(Phys.org) —The most luminous galaxies in our universe are not particularly bright in the visible. Most of their energy output (which can be hundreds or even thousands of times more than our Milky Way's) is emitted at infrared wavelengths. The power source of these galaxies is hyperactive bursts of star formation and/or activity around a massive black hole at a galaxy's nucleus, a so-called active galactic nucleus (AGN). The radiation from these processes is absorbed by dust that then re-emits it in the infrared. Astronomers suspect that many normal galaxies, even including our own, have undergone a phase of luminous activity at some time in their past.
The manner and degree to which AGNs affect their surroundings is a critical part of a galaxy's evolution, and astronomers are working to quantify the associated processes. In one scenario, a supermassive black hole can exert a strong but relatively brief influence (over about ten-million-years) to suppress star formation in its host galaxy. Such feedback is thought to occur when radiation from the accretion disk around the black hole drives a wind of partly neutral, partially ionized gas into the galaxy that depletes it of the fuel needed for star formation.
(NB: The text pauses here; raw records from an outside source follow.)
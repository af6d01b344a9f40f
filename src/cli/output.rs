//! Output formatting for poll results

use crate::core::adam::IoStatus;
use crate::core::ascii::AsciiOutcome;
use crate::core::protocol::{hex_spaced, Outcome};
use serde_json::json;

/// Output format
#[derive(Debug, Clone, Copy, PartialEq, Eq, Default)]
pub enum OutputFormat {
    /// Human-readable text
    #[default]
    Text,
    /// One JSON object per result
    Json,
    /// Received bytes as hex only
    Hex,
}

impl std::str::FromStr for OutputFormat {
    type Err = String;

    fn from_str(s: &str) -> Result<Self, Self::Err> {
        match s.to_lowercase().as_str() {
            "text" => Ok(Self::Text),
            "json" => Ok(Self::Json),
            "hex" => Ok(Self::Hex),
            other => Err(format!("unknown output format: {other}")),
        }
    }
}

/// How the data area of a response is interpreted
#[derive(Debug, Clone, Copy, PartialEq, Eq)]
pub enum DataView {
    /// 16-bit registers (0x03/0x04)
    Registers,
    /// Packed bits (0x01/0x02), with the requested count
    Bits(usize),
    /// Frame only, no interpretation
    Raw,
}

/// Render an RTU outcome
pub fn format_outcome(outcome: &Outcome, view: DataView, format: OutputFormat) -> String {
    match format {
        OutputFormat::Text => text_outcome(outcome, view),
        OutputFormat::Json => json_outcome(outcome, view).to_string(),
        OutputFormat::Hex => match outcome {
            Outcome::Success(response) => hex_spaced(response.data()),
            Outcome::Timeout { partial } => hex_spaced(partial),
            _ => String::new(),
        },
    }
}

fn text_outcome(outcome: &Outcome, view: DataView) -> String {
    let Outcome::Success(response) = outcome else {
        return outcome.to_string();
    };
    let mut out = response.to_string();
    if let Some(function) = response.function() {
        out.push_str(&format!("\nFunc : {function}"));
    }
    if !response.is_read_data() || !response.crc_valid() {
        return out;
    }
    match view {
        DataView::Registers => {
            for (i, value) in response.registers().iter().enumerate() {
                out.push_str(&format!("\n[{i:>3}] {value:>5} (0x{value:04X})"));
            }
        }
        DataView::Bits(count) => {
            for (i, bit) in response.bits(count).iter().enumerate() {
                out.push_str(&format!("\n[{i:>3}] {}", u8::from(*bit)));
            }
        }
        DataView::Raw => {}
    }
    out
}

fn json_outcome(outcome: &Outcome, view: DataView) -> serde_json::Value {
    match outcome {
        Outcome::Success(response) => {
            let timing = response.timing();
            let mut value = json!({
                "status": "success",
                "begin": timing.begin.to_rfc3339(),
                "elapsed_ms": timing.to_last_byte.as_secs_f64() * 1000.0,
                "total_ms": timing.total.as_secs_f64() * 1000.0,
                "request": hex::encode_upper(response.request()),
                "response": hex::encode_upper(response.data()),
                "crc_valid": response.crc_valid(),
            });
            if let Some(function) = response.function() {
                value["function"] = json!(function.name());
            }
            if let Some(exception) = response.exception() {
                value["exception"] = json!(exception.name());
            } else if response.is_read_data() && response.crc_valid() {
                match view {
                    DataView::Registers => value["registers"] = json!(response.registers()),
                    DataView::Bits(count) => value["bits"] = json!(response.bits(count)),
                    DataView::Raw => {}
                }
            }
            value
        }
        Outcome::PortNotOpen => json!({ "status": "port_not_open" }),
        Outcome::Timeout { partial } => json!({
            "status": "timeout",
            "partial": hex::encode_upper(partial),
        }),
        Outcome::Fault(e) => json!({ "status": "fault", "error": e.to_string() }),
    }
}

/// Render a text exchange outcome
pub fn format_ascii(outcome: &AsciiOutcome, format: OutputFormat) -> String {
    match (outcome, format) {
        (AsciiOutcome::Success(reply), OutputFormat::Json) => json!({
            "status": "success",
            "sent": reply.sent,
            "received": reply.received,
            "elapsed_ms": reply.timing.to_last_byte.as_secs_f64() * 1000.0,
        })
        .to_string(),
        (AsciiOutcome::Success(reply), OutputFormat::Hex) => hex_spaced(reply.received.as_bytes()),
        (AsciiOutcome::Success(reply), OutputFormat::Text) => reply.received.clone(),
        (AsciiOutcome::PortNotOpen, OutputFormat::Json) => json!({ "status": "port_not_open" }).to_string(),
        (AsciiOutcome::PortNotOpen, _) => "Port not open".to_string(),
        (AsciiOutcome::Timeout { partial }, OutputFormat::Json) => {
            json!({ "status": "timeout", "partial": partial }).to_string()
        }
        (AsciiOutcome::Timeout { .. }, _) => "Timeout".to_string(),
        (AsciiOutcome::Fault(e), OutputFormat::Json) => {
            json!({ "status": "fault", "error": e.to_string() }).to_string()
        }
        (AsciiOutcome::Fault(e), _) => format!("Transport fault: {e}"),
    }
}

/// Render a DI/DO status
pub fn format_status(status: &IoStatus, format: OutputFormat) -> String {
    match format {
        OutputFormat::Json => json!({
            "inputs": status.inputs,
            "outputs": status.outputs,
        })
        .to_string(),
        OutputFormat::Hex => format!("{:02X} {:02X}", status.outputs, status.inputs),
        OutputFormat::Text => format!("DO: {:08b}  DI: {:08b}", status.outputs, status.inputs),
    }
}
This kind of feedback is thought to be particularly effective in galaxy mergers shortly after the two nuclei have coalesced. Infrared luminous galaxy mergers, which often harbor both high rates of star formation and luminous AGNs, are thus prime sites to study the properties and effects of AGN feedback.
CfA astronomer Howard Smith has joined with a team of colleagues to use the Herschel Space Telescope to study twenty-four infrared luminous galaxies in the radiation emitted by gas via the simple hydroxyl molecule, OH. This molecule is abundant, and a strong producer of infrared radiation at very long wavelengths that are not absorbed by dust and so can be seen unobscured. Two years ago Herschel astronomers reported discovering strong galactic nuclear winds using this molecule as a diagnostic, and this new study of twenty-four luminous systems represents a systematic attempt to probe the nature of these winds with this new molecular tool.
The team reports finding that the nature of the OH line varies considerably in detail between sources, but overall can be grouped into four categories categorized by whether it is seen in emission, in absorption, in a mix of both, or is absent. When the lines are seen, however, they reveal the presence of very fast motions in the wind, up to 2000 kilometers per second; there are as much as 200 million solar masses of material in these winds. In this first paper of a series analyzing the different galaxy types, the scientists speculate that the nuclear winds may be an early phase of disrupting the dust around the supermassive black hole. In this case, these objects may evolve before long into more prominent, optical sources like quasars.